Truth or consequences or neither

Michael Boskin, an economist at Stanford and head of the Council of Economic Advisers under President George H.W. Bush, has written a very important piece about abuse of data by governments. There is a long history of egregious abuse in some nations. As Boskin recalls:

When President George H.W. Bush sent me to help Mikhail Gorbachev with economic reform, I found out that the Soviet statistics office kept two sets of books: those they published, and those they actually believed (plus another for Stalin when he was alive).

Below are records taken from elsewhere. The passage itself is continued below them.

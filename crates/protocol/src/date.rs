//! Date packing
//!
//! Dates are written as the decimal digits `MMDDYYYY` read as one unsigned
//! integer and stored big-endian:
//!
//! - fixed date: `MMDDYYYY` in 3 bytes
//! - date-time: `MMDDYYYYHHMMSS` in 6 bytes
//! - masked date: mask byte + `MMDDYYYY` in 3 bytes, where bit `7-i` of the
//!   mask marks digit `i` as unknown (unknown digits are packed as `0`)

use crate::binary::read_u24_be;
use crate::error::{ProtocolError, Result};
use chrono::{Datelike, NaiveDate, NaiveDateTime, Timelike};
use std::fmt;
use std::str::FromStr;

/// Encoded size of a fixed date
pub const DATE_LEN: usize = 3;

/// Encoded size of a date-time
pub const DATE_TIME_LEN: usize = 6;

/// Encoded size of a masked date
pub const MASKED_DATE_LEN: usize = 4;

/// Pack a calendar date into 3 bytes
pub fn encode_date(date: NaiveDate) -> Result<[u8; DATE_LEN]> {
    let year = checked_year(date.year())?;
    let value = date.month() * 1_000_000 + date.day() * 10_000 + year;
    let bytes = value.to_be_bytes();
    Ok([bytes[1], bytes[2], bytes[3]])
}

/// Unpack a 3-byte date
pub fn decode_date(bytes: &[u8]) -> Result<NaiveDate> {
    if bytes.len() != DATE_LEN {
        return Err(ProtocolError::InvalidLength {
            what: "date",
            got: bytes.len(),
        });
    }
    let value = read_u24_be(&mut &bytes[..], "date")?;
    let month = value / 1_000_000;
    let day = (value / 10_000) % 100;
    let year = value % 10_000;
    NaiveDate::from_ymd_opt(year as i32, month, day).ok_or_else(|| {
        ProtocolError::InvalidFormat(format!("{:08} is not a valid MMDDYYYY date", value))
    })
}

/// Pack a date and time (second precision) into 6 bytes
pub fn encode_date_time(date_time: NaiveDateTime) -> Result<[u8; DATE_TIME_LEN]> {
    let year = checked_year(date_time.year())? as u64;
    let value = date_time.month() as u64 * 1_000_000_000_000
        + date_time.day() as u64 * 10_000_000_000
        + year * 1_000_000
        + date_time.hour() as u64 * 10_000
        + date_time.minute() as u64 * 100
        + date_time.second() as u64;
    let bytes = value.to_be_bytes();
    let mut out = [0u8; DATE_TIME_LEN];
    out.copy_from_slice(&bytes[8 - DATE_TIME_LEN..]);
    Ok(out)
}

/// Unpack a 6-byte date-time
pub fn decode_date_time(bytes: &[u8]) -> Result<NaiveDateTime> {
    if bytes.len() != DATE_TIME_LEN {
        return Err(ProtocolError::InvalidLength {
            what: "date-time",
            got: bytes.len(),
        });
    }
    let value = bytes.iter().fold(0u64, |acc, b| (acc << 8) | *b as u64);
    let invalid =
        || ProtocolError::InvalidFormat(format!("{:014} is not a valid MMDDYYYYHHMMSS", value));

    let month = (value / 1_000_000_000_000) as u32;
    let day = ((value / 10_000_000_000) % 100) as u32;
    let year = ((value / 1_000_000) % 10_000) as i32;
    let hour = ((value / 10_000) % 100) as u32;
    let minute = ((value / 100) % 100) as u32;
    let second = (value % 100) as u32;

    NaiveDate::from_ymd_opt(year, month, day)
        .and_then(|date| date.and_hms_opt(hour, minute, second))
        .ok_or_else(invalid)
}

/// A date whose individual digits may be unknown
///
/// The textual form is `yyyy-MM-dd` with `x` in every unknown digit
/// position, e.g. `19xx-12-xx`.
#[derive(Debug, Clone, Copy, PartialEq, Eq, Hash)]
pub struct MaskedDate {
    /// Digits in `yyyyMMdd` order, `None` where unknown
    digits: [Option<u8>; 8],
}

impl MaskedDate {
    /// A fully known date
    pub fn from_date(date: NaiveDate) -> Result<Self> {
        let text = format!("{:04}{:02}{:02}", checked_year(date.year())?, date.month(), date.day());
        let mut digits = [None; 8];
        for (slot, b) in digits.iter_mut().zip(text.bytes()) {
            *slot = Some(b - b'0');
        }
        Ok(Self { digits })
    }

    /// True if at least one digit is unknown
    pub fn is_masked(&self) -> bool {
        self.digits.iter().any(Option::is_none)
    }

    /// The calendar date, if every digit is known and forms a valid date
    pub fn to_date(&self) -> Option<NaiveDate> {
        if self.is_masked() {
            return None;
        }
        NaiveDate::parse_from_str(&self.to_string(), "%Y-%m-%d").ok()
    }

    /// Encode as mask byte followed by the packed `MMDDYYYY` value
    pub fn encode(&self) -> [u8; MASKED_DATE_LEN] {
        let wire = self.wire_order();
        let mut mask = 0u8;
        let mut value = 0u32;
        for (i, digit) in wire.iter().enumerate() {
            if digit.is_none() {
                mask |= 1 << (7 - i);
            }
            value = value * 10 + digit.unwrap_or(0) as u32;
        }
        let bytes = value.to_be_bytes();
        [mask, bytes[1], bytes[2], bytes[3]]
    }

    /// Decode mask byte and packed value
    pub fn decode(bytes: &[u8]) -> Result<Self> {
        if bytes.len() != MASKED_DATE_LEN {
            return Err(ProtocolError::InvalidLength {
                what: "masked date",
                got: bytes.len(),
            });
        }
        let mask = bytes[0];
        let value = read_u24_be(&mut &bytes[1..], "masked date")?;
        let text = format!("{:08}", value);
        let mut wire = [None; 8];
        for (i, (slot, b)) in wire.iter_mut().zip(text.bytes()).enumerate() {
            if mask & (1 << (7 - i)) == 0 {
                *slot = Some(b - b'0');
            }
        }
        // MMDDYYYY → yyyyMMdd
        let mut digits = [None; 8];
        digits[..4].copy_from_slice(&wire[4..]);
        digits[4..6].copy_from_slice(&wire[..2]);
        digits[6..].copy_from_slice(&wire[2..4]);
        Ok(Self { digits })
    }

    fn wire_order(&self) -> [Option<u8>; 8] {
        let mut wire = [None; 8];
        wire[..2].copy_from_slice(&self.digits[4..6]);
        wire[2..4].copy_from_slice(&self.digits[6..]);
        wire[4..].copy_from_slice(&self.digits[..4]);
        wire
    }
}

impl FromStr for MaskedDate {
    type Err = ProtocolError;

    fn from_str(s: &str) -> Result<Self> {
        let invalid = || ProtocolError::InvalidFormat(format!("'{}' is not yyyy-MM-dd", s));
        let bytes = s.as_bytes();
        if bytes.len() != 10 || bytes[4] != b'-' || bytes[7] != b'-' {
            return Err(invalid());
        }

        let mut digits = [None; 8];
        let slots = bytes[..4].iter().chain(&bytes[5..7]).chain(&bytes[8..]);
        for (digit, b) in digits.iter_mut().zip(slots) {
            *digit = match b {
                b'0'..=b'9' => Some(b - b'0'),
                b'x' => None,
                _ => return Err(invalid()),
            };
        }
        // month ≤ 12 also keeps the packed MMDDYYYY value within 24 bits
        if !known_pair_within(digits[4], digits[5], 12)
            || !known_pair_within(digits[6], digits[7], 31)
        {
            return Err(invalid());
        }
        Ok(Self { digits })
    }
}

impl fmt::Display for MaskedDate {
    fn fmt(&self, f: &mut fmt::Formatter<'_>) -> fmt::Result {
        for (i, digit) in self.digits.iter().enumerate() {
            if i == 4 || i == 6 {
                f.write_str("-")?;
            }
            match digit {
                Some(d) => write!(f, "{}", d)?,
                None => f.write_str("x")?,
            }
        }
        Ok(())
    }
}

/// Encode a textual masked date (`yyyy-MM-dd` with `x` placeholders)
pub fn encode_masked_date(text: &str) -> Result<[u8; MASKED_DATE_LEN]> {
    Ok(text.parse::<MaskedDate>()?.encode())
}

/// Decode a masked date to its textual form
pub fn decode_masked_date(bytes: &[u8]) -> Result<String> {
    Ok(MaskedDate::decode(bytes)?.to_string())
}

/// Check a two digit field against `max`, treating unknown digits as their
/// smallest value
fn known_pair_within(tens: Option<u8>, units: Option<u8>, max: u8) -> bool {
    match (tens, units) {
        (Some(t), Some(u)) => t * 10 + u <= max,
        (Some(t), None) => t * 10 <= max,
        (None, _) => true,
    }
}

fn checked_year(year: i32) -> Result<u32> {
    u32::try_from(year)
        .ok()
        .filter(|y| *y <= 9999)
        .ok_or(ProtocolError::OutOfRange {
            field: "year",
            value: year.clamp(0, u16::MAX as i32) as u16,
        })
}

And the U.S. government has not been immune from relatively minor abuses. “Every president is guilty of spinning unpleasant statistic,” says Boskin.
However, Boskin argues that President Obama has taken this phenomenon “to a new level.” Thus:

The administration has introduced the new notion of “jobs saved” to take credit where none was ever taken before. It seems continually to confuse gross and net numbers. For example, it misses the jobs lost or diverted by the fiscal stimulus. And along with the congressional leadership it hypes the number of “green jobs” likely to be created from the explosion of spending, subsidies, loans and mandates, while ignoring the job losses caused by its taxes, debt, regulations and diktats.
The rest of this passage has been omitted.